Records provided:
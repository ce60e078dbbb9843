use super::*;
use std::time::Duration;

use async_trait::async_trait;
use courier_protocols::StoreError;
use courier_store::MemoryMessageStore;
use courier_stream::StreamHub;

const OWNER: UserId = UserId(3);
const APP: ApplicationId = ApplicationId(11);

struct Harness {
    service: MessageService,
    store: Arc<MemoryMessageStore>,
    hub: Arc<StreamHub>,
}

async fn harness() -> Harness {
    let store = Arc::new(MemoryMessageStore::new());
    store
        .add_application(Application::new(APP, OWNER, "backups").with_default_priority(4))
        .await;
    store
        .add_application(Application::new(ApplicationId(12), OWNER, "deploys"))
        .await;
    let hub = Arc::new(StreamHub::default());
    let scheduler = Scheduler::with_tokio_engine(store.clone(), store.clone(), hub.clone(), 1000);
    let service = MessageService::new(store.clone(), store.clone(), hub.clone(), scheduler);
    Harness { service, store, hub }
}

fn in_ms(ms: i64) -> DateTime<Utc> {
    Utc::now() + chrono::Duration::milliseconds(ms)
}

#[tokio::test]
async fn test_create_applies_application_defaults() {
    let h = harness().await;
    let created = h
        .service
        .create_message(APP, NewMessage::new("disk full").with_title("   "))
        .await
        .unwrap();

    assert_eq!(created.title, "backups");
    assert_eq!(created.priority, 4);
}

#[tokio::test]
async fn test_create_keeps_explicit_values() {
    let h = harness().await;
    let created = h
        .service
        .create_message(APP, NewMessage::new("m").with_title("alert").with_priority(0))
        .await
        .unwrap();

    assert_eq!(created.title, "alert");
    assert_eq!(created.priority, 0);
}

#[tokio::test]
async fn test_create_unknown_application() {
    let h = harness().await;
    let err = h
        .service
        .create_message(ApplicationId(99), NewMessage::new("m"))
        .await
        .unwrap_err();
    assert!(matches!(err, ServiceError::NotFound(_)));
    assert!(h.store.is_empty().await);
}

#[tokio::test]
async fn test_create_without_postponement_pushes_now() {
    let h = harness().await;
    let mut stream = h.hub.subscribe(OWNER);

    let created = h.service.create_message(APP, NewMessage::new("now")).await.unwrap();

    assert_eq!(stream.try_recv().unwrap().id, created.id);
    assert!(!h.service.scheduler().is_scheduled(created.id));
}

#[tokio::test]
async fn test_create_postponed_delivers_later() {
    let h = harness().await;
    let mut stream = h.hub.subscribe(OWNER);

    let created = h
        .service
        .create_message(APP, NewMessage::new("later").postponed_until(in_ms(80)))
        .await
        .unwrap();
    assert!(h.service.scheduler().is_scheduled(created.id));
    assert!(stream.try_recv().is_none());

    let delivered = tokio::time::timeout(Duration::from_secs(2), stream.recv())
        .await
        .unwrap()
        .unwrap();
    assert_eq!(delivered.id, created.id);
    assert!(delivered.postponed_at.is_none());
}

#[tokio::test]
async fn test_postpone_rejects_past() {
    let h = harness().await;
    let created = h.service.create_message(APP, NewMessage::new("m")).await.unwrap();

    let err = h
        .service
        .postpone_message(created.id, Utc::now() - chrono::Duration::seconds(1))
        .await
        .unwrap_err();
    assert!(matches!(err, ServiceError::PostponeInPast(_)));
}

#[tokio::test]
async fn test_postpone_unknown_message() {
    let h = harness().await;
    let err = h
        .service
        .postpone_message(MessageId(500), in_ms(60_000))
        .await
        .unwrap_err();
    assert!(matches!(err, ServiceError::NotFound(_)));
}

#[tokio::test]
async fn test_postpone_replaces_schedule_and_persists() {
    let h = harness().await;
    let created = h
        .service
        .create_message(APP, NewMessage::new("m").postponed_until(in_ms(60_000)))
        .await
        .unwrap();
    let at = in_ms(120_000);

    let updated = h.service.postpone_message(created.id, at).await.unwrap();

    assert_eq!(updated.postponed_at, Some(at));
    assert_eq!(h.service.scheduler().scheduled_at(created.id), Some(at));
    assert_eq!(h.service.scheduler().pending_jobs(), 1);
    assert_eq!(h.store.get(created.id).await.unwrap().unwrap().postponed_at, Some(at));
}

#[tokio::test]
async fn test_clear_postponement_cancels_without_delivery() {
    let h = harness().await;
    let mut stream = h.hub.subscribe(OWNER);
    let created = h
        .service
        .create_message(APP, NewMessage::new("m").postponed_until(in_ms(50)))
        .await
        .unwrap();

    let cleared = h.service.clear_postponement(created.id).await.unwrap();
    assert!(cleared.postponed_at.is_none());

    tokio::time::sleep(Duration::from_millis(200)).await;
    assert!(stream.try_recv().is_none());
    assert!(!h.service.scheduler().is_scheduled(created.id));
    assert!(h.store.get(created.id).await.unwrap().unwrap().postponed_at.is_none());
}

#[tokio::test]
async fn test_delete_message_cancels_job() {
    let h = harness().await;
    let created = h
        .service
        .create_message(APP, NewMessage::new("m").postponed_until(in_ms(60_000)))
        .await
        .unwrap();

    h.service.delete_message(created.id).await.unwrap();

    assert!(!h.service.scheduler().is_scheduled(created.id));
    assert!(h.store.get(created.id).await.unwrap().is_none());
    assert!(matches!(
        h.service.delete_message(created.id).await,
        Err(ServiceError::NotFound(_))
    ));
}

#[tokio::test]
async fn test_delete_application_messages() {
    let h = harness().await;
    for _ in 0..3 {
        h.service
            .create_message(APP, NewMessage::new("m").postponed_until(in_ms(60_000)))
            .await
            .unwrap();
    }
    let other = h
        .service
        .create_message(ApplicationId(12), NewMessage::new("m").postponed_until(in_ms(60_000)))
        .await
        .unwrap();

    assert_eq!(h.service.delete_application_messages(APP).await.unwrap(), 3);
    assert_eq!(h.service.scheduler().scheduled_ids(), vec![other.id]);
}

#[tokio::test]
async fn test_delete_user_messages() {
    let h = harness().await;
    h.service
        .create_message(APP, NewMessage::new("a").postponed_until(in_ms(60_000)))
        .await
        .unwrap();
    h.service
        .create_message(ApplicationId(12), NewMessage::new("b").postponed_until(in_ms(60_000)))
        .await
        .unwrap();
    h.service.create_message(APP, NewMessage::new("c")).await.unwrap();

    assert_eq!(h.service.delete_user_messages(OWNER).await.unwrap(), 3);
    assert_eq!(h.service.scheduler().pending_jobs(), 0);
    assert!(h.store.is_empty().await);
}

#[tokio::test]
async fn test_create_keeps_message_when_scheduling_fails() {
    let h = harness().await;
    h.service.scheduler().shutdown();
    let at = in_ms(60_000);

    let created = h
        .service
        .create_message(APP, NewMessage::new("m").postponed_until(at))
        .await
        .unwrap();

    assert_eq!(created.postponed_at, Some(at));
    assert_eq!(h.store.get(created.id).await.unwrap().unwrap().postponed_at, Some(at));
    assert_eq!(h.service.scheduler().pending_jobs(), 0);
    assert_eq!(h.service.scheduler().stats().schedule_failures, 1);
}

/// Memory store that refuses to store a new postponement.
struct ReadOnlyPostponements(Arc<MemoryMessageStore>);

#[async_trait]
impl MessageStore for ReadOnlyPostponements {
    async fn get(&self, id: MessageId) -> Result<Option<Message>, StoreError> {
        self.0.get(id).await
    }

    async fn list_due_at_or_after(&self, instant: DateTime<Utc>) -> Result<Vec<Message>, StoreError> {
        self.0.list_due_at_or_after(instant).await
    }

    async fn count_overdue(&self, instant: DateTime<Utc>) -> Result<u64, StoreError> {
        self.0.count_overdue(instant).await
    }

    async fn list_by_application(&self, application_id: ApplicationId) -> Result<Vec<Message>, StoreError> {
        self.0.list_by_application(application_id).await
    }

    async fn set_postponement(
        &self,
        id: MessageId,
        postponed_at: Option<DateTime<Utc>>,
    ) -> Result<(), StoreError> {
        match postponed_at {
            Some(_) => Err(StoreError::QueryError("database is locked".to_string())),
            None => self.0.set_postponement(id, None).await,
        }
    }

    async fn create(
        &self,
        application_id: ApplicationId,
        message: NewMessage,
        date: DateTime<Utc>,
    ) -> Result<Message, StoreError> {
        self.0.create(application_id, message, date).await
    }

    async fn delete(&self, id: MessageId) -> Result<(), StoreError> {
        self.0.delete(id).await
    }

    async fn delete_by_application(&self, application_id: ApplicationId) -> Result<u64, StoreError> {
        self.0.delete_by_application(application_id).await
    }
}

#[tokio::test]
async fn test_postpone_store_failure_leaves_nothing_scheduled() {
    let memory = Arc::new(MemoryMessageStore::new());
    memory.add_application(Application::new(APP, OWNER, "backups")).await;
    let store = Arc::new(ReadOnlyPostponements(memory.clone()));
    let hub = Arc::new(StreamHub::default());
    let mut stream = hub.subscribe(OWNER);
    let scheduler = Scheduler::with_tokio_engine(store.clone(), memory.clone(), hub.clone(), 1000);
    let service = MessageService::new(store, memory.clone(), hub.clone(), scheduler);

    let created = memory.create(APP, NewMessage::new("m"), Utc::now()).await.unwrap();

    let err = service.postpone_message(created.id, in_ms(50)).await.unwrap_err();
    assert!(matches!(err, ServiceError::Store(_)));
    assert!(!service.scheduler().is_scheduled(created.id));

    tokio::time::sleep(Duration::from_millis(200)).await;
    assert!(stream.try_recv().is_none());
    assert!(memory.get(created.id).await.unwrap().unwrap().postponed_at.is_none());
}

What you need to do:
Look through the listing above and copy each line where the string "backups" occurs.

Answer to this problem:
        .add_application(Application::new(APP, OWNER, "backups").with_default_priority(4))
    assert_eq!(created.title, "backups");
    memory.add_application(Application::new(APP, OWNER, "backups")).await;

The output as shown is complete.